> _Exercise_: Beneath this instruction is a block of data; output from it exactly the lines that run from the one containing "assert_eq!(id.as_i32(), 42);" through the one containing "text template for the invoice email.", inclusive.

> _Exercise data_:
________________________________________
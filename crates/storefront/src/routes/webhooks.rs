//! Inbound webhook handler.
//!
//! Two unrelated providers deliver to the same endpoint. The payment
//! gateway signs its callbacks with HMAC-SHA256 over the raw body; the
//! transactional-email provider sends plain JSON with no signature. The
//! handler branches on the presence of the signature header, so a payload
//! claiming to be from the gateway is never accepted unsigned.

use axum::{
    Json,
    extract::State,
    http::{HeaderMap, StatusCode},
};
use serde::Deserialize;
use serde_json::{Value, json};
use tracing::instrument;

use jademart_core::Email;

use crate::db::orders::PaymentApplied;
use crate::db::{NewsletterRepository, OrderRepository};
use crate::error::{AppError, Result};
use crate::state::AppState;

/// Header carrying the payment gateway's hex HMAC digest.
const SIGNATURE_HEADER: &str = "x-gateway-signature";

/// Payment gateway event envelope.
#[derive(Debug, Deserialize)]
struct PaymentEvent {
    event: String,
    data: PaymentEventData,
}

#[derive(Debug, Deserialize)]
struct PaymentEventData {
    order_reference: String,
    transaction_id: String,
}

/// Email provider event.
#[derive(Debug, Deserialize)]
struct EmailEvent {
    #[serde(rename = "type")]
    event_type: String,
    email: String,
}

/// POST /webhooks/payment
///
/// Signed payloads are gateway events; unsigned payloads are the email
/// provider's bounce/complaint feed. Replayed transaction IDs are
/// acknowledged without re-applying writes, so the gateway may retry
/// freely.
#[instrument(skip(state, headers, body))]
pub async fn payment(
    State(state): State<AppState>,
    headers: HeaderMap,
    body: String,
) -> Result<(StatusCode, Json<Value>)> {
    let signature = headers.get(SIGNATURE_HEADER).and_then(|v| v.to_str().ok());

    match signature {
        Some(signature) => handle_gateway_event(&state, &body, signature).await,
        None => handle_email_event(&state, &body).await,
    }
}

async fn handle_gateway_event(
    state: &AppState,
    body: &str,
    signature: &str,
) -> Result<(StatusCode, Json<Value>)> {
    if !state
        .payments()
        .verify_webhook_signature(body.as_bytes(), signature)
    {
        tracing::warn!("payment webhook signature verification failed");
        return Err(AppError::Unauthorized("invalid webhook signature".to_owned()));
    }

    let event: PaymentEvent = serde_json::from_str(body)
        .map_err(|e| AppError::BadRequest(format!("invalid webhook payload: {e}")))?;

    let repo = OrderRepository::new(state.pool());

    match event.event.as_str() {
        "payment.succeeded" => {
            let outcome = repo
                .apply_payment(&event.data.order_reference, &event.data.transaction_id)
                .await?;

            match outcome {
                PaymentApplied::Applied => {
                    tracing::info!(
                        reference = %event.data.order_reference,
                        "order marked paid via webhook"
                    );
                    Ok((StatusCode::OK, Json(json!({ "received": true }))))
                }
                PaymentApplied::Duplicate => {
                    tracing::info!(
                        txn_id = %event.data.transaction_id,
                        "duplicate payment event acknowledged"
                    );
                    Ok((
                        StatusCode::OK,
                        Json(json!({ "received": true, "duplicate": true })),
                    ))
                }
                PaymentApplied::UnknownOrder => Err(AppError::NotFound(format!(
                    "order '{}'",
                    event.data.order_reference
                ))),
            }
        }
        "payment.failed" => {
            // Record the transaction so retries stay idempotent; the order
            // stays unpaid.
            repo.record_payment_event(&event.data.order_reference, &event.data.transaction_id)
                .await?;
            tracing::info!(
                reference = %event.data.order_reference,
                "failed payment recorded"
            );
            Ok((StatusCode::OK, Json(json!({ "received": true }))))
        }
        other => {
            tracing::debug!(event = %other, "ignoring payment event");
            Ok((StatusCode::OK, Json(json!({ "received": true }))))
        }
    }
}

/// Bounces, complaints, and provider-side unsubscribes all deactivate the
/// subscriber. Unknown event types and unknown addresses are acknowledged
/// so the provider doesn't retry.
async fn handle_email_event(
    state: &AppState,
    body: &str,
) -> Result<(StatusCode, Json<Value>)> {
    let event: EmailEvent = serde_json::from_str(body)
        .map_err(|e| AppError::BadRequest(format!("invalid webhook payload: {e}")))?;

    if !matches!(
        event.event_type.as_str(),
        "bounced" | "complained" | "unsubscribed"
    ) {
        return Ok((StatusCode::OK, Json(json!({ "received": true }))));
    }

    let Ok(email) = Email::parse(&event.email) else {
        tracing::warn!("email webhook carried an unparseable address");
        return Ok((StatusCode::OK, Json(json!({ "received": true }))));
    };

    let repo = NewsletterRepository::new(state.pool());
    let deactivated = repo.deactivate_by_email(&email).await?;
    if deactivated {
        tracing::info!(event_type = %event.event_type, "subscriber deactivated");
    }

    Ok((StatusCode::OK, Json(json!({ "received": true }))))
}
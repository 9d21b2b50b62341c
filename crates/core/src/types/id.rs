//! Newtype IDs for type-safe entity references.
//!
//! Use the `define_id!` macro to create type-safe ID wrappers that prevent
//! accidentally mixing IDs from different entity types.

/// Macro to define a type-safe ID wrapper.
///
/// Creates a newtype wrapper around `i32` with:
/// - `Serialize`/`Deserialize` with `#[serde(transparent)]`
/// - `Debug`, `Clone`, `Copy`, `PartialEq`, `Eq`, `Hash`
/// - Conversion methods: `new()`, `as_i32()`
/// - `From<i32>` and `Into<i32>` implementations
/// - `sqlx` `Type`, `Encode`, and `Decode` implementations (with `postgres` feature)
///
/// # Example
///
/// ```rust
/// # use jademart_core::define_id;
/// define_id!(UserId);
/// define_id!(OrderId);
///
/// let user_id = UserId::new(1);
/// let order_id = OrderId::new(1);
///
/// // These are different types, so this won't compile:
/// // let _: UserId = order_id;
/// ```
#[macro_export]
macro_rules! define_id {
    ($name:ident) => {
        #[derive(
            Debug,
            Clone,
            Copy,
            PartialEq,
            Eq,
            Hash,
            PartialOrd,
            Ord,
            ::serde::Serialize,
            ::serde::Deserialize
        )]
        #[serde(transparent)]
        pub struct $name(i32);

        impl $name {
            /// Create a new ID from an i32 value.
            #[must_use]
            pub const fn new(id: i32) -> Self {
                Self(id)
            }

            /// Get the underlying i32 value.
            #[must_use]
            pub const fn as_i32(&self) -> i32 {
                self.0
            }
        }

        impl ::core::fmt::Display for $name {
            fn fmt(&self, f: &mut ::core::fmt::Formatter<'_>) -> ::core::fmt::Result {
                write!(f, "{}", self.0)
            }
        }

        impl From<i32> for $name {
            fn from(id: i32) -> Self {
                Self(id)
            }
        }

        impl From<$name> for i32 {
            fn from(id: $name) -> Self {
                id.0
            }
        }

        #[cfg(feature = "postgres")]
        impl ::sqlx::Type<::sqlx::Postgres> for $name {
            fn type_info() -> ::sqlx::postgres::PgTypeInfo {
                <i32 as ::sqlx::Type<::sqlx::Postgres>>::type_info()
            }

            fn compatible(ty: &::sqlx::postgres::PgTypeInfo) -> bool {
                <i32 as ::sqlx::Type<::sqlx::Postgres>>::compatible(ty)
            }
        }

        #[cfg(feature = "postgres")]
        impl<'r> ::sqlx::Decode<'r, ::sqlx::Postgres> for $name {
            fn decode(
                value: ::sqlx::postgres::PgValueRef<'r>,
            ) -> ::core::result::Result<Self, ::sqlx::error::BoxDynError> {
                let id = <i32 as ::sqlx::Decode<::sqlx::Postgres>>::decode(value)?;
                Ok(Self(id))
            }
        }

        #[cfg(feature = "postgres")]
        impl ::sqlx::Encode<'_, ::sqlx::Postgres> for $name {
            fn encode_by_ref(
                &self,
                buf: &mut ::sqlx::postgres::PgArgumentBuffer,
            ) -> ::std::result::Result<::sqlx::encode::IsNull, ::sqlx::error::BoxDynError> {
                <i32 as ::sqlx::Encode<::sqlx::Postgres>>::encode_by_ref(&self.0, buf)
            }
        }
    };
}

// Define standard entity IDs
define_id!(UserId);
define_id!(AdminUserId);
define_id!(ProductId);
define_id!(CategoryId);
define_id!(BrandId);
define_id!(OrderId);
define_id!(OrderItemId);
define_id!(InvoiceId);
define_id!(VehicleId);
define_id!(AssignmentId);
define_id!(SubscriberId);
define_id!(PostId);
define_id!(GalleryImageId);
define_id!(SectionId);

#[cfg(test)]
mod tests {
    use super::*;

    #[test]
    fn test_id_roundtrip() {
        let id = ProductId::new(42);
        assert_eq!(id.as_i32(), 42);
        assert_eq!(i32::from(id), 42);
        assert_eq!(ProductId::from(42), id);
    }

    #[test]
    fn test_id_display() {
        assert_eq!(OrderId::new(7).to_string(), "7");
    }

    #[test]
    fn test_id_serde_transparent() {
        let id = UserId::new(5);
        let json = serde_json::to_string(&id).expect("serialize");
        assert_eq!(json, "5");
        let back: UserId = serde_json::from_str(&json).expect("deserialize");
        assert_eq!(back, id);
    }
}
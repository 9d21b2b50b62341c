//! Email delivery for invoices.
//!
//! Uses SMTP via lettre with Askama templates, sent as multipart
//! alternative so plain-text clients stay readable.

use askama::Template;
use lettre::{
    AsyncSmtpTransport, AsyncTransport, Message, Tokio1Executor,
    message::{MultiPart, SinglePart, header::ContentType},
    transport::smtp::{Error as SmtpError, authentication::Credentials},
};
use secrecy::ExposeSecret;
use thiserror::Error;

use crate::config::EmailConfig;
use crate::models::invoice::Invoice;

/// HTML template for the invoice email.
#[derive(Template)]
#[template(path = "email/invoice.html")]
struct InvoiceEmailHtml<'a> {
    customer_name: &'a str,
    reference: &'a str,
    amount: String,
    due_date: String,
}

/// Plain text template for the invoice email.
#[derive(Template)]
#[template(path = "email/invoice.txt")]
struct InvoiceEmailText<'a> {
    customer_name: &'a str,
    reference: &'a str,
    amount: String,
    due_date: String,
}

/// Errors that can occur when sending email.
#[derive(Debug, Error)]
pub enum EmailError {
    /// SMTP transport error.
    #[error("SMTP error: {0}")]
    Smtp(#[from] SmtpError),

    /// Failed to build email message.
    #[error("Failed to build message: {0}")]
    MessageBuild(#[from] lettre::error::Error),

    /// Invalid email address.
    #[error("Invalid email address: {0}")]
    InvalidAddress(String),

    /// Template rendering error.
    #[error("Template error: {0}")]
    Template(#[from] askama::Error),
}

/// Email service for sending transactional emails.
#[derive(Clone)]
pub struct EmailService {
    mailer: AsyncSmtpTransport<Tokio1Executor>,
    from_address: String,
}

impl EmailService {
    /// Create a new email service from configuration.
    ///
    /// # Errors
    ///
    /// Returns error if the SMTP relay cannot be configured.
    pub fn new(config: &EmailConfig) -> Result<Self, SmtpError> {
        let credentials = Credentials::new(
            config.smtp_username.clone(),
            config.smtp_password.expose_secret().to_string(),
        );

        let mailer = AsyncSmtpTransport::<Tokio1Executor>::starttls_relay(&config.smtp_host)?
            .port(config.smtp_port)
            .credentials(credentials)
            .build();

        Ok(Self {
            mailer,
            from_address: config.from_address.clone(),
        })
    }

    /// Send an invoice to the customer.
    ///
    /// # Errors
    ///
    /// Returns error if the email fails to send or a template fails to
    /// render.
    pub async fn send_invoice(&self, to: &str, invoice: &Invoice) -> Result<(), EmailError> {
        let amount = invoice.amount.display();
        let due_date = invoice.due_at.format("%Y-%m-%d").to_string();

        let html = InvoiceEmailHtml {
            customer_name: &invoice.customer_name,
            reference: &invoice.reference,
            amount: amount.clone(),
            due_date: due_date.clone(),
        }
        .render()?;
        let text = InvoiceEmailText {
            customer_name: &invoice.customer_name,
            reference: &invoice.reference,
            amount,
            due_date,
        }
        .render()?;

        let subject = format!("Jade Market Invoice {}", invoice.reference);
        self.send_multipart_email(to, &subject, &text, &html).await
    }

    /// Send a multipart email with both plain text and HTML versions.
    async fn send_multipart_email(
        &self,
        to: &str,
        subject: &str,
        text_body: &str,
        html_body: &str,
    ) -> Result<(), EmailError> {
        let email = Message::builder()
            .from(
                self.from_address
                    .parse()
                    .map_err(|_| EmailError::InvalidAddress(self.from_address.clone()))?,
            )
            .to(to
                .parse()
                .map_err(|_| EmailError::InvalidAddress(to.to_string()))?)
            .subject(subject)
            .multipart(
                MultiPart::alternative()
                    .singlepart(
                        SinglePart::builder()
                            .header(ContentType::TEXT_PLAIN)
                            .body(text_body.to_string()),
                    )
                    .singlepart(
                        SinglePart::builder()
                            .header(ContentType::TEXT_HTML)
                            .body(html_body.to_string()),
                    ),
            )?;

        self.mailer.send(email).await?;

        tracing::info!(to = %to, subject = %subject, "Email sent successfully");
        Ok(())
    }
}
________________________________________
> _Exercise result_:
        assert_eq!(id.as_i32(), 42);
        assert_eq!(i32::from(id), 42);
        assert_eq!(ProductId::from(42), id);
    }

    #[test]
    fn test_id_display() {
        assert_eq!(OrderId::new(7).to_string(), "7");
    }

    #[test]
    fn test_id_serde_transparent() {
        let id = UserId::new(5);
        let json = serde_json::to_string(&id).expect("serialize");
        assert_eq!(json, "5");
        let back: UserId = serde_json::from_str(&json).expect("deserialize");
        assert_eq!(back, id);
    }
}
repository 9d21b2b50b62341c
//! Email delivery for invoices.
//!
//! Uses SMTP via lettre with Askama templates, sent as multipart
//! alternative so plain-text clients stay readable.

use askama::Template;
use lettre::{
    AsyncSmtpTransport, AsyncTransport, Message, Tokio1Executor,
    message::{MultiPart, SinglePart, header::ContentType},
    transport::smtp::{Error as SmtpError, authentication::Credentials},
};
use secrecy::ExposeSecret;
use thiserror::Error;

use crate::config::EmailConfig;
use crate::models::invoice::Invoice;

/// HTML template for the invoice email.
#[derive(Template)]
#[template(path = "email/invoice.html")]
struct InvoiceEmailHtml<'a> {
    customer_name: &'a str,
    reference: &'a str,
    amount: String,
    due_date: String,
}

/// Plain text template for the invoice email.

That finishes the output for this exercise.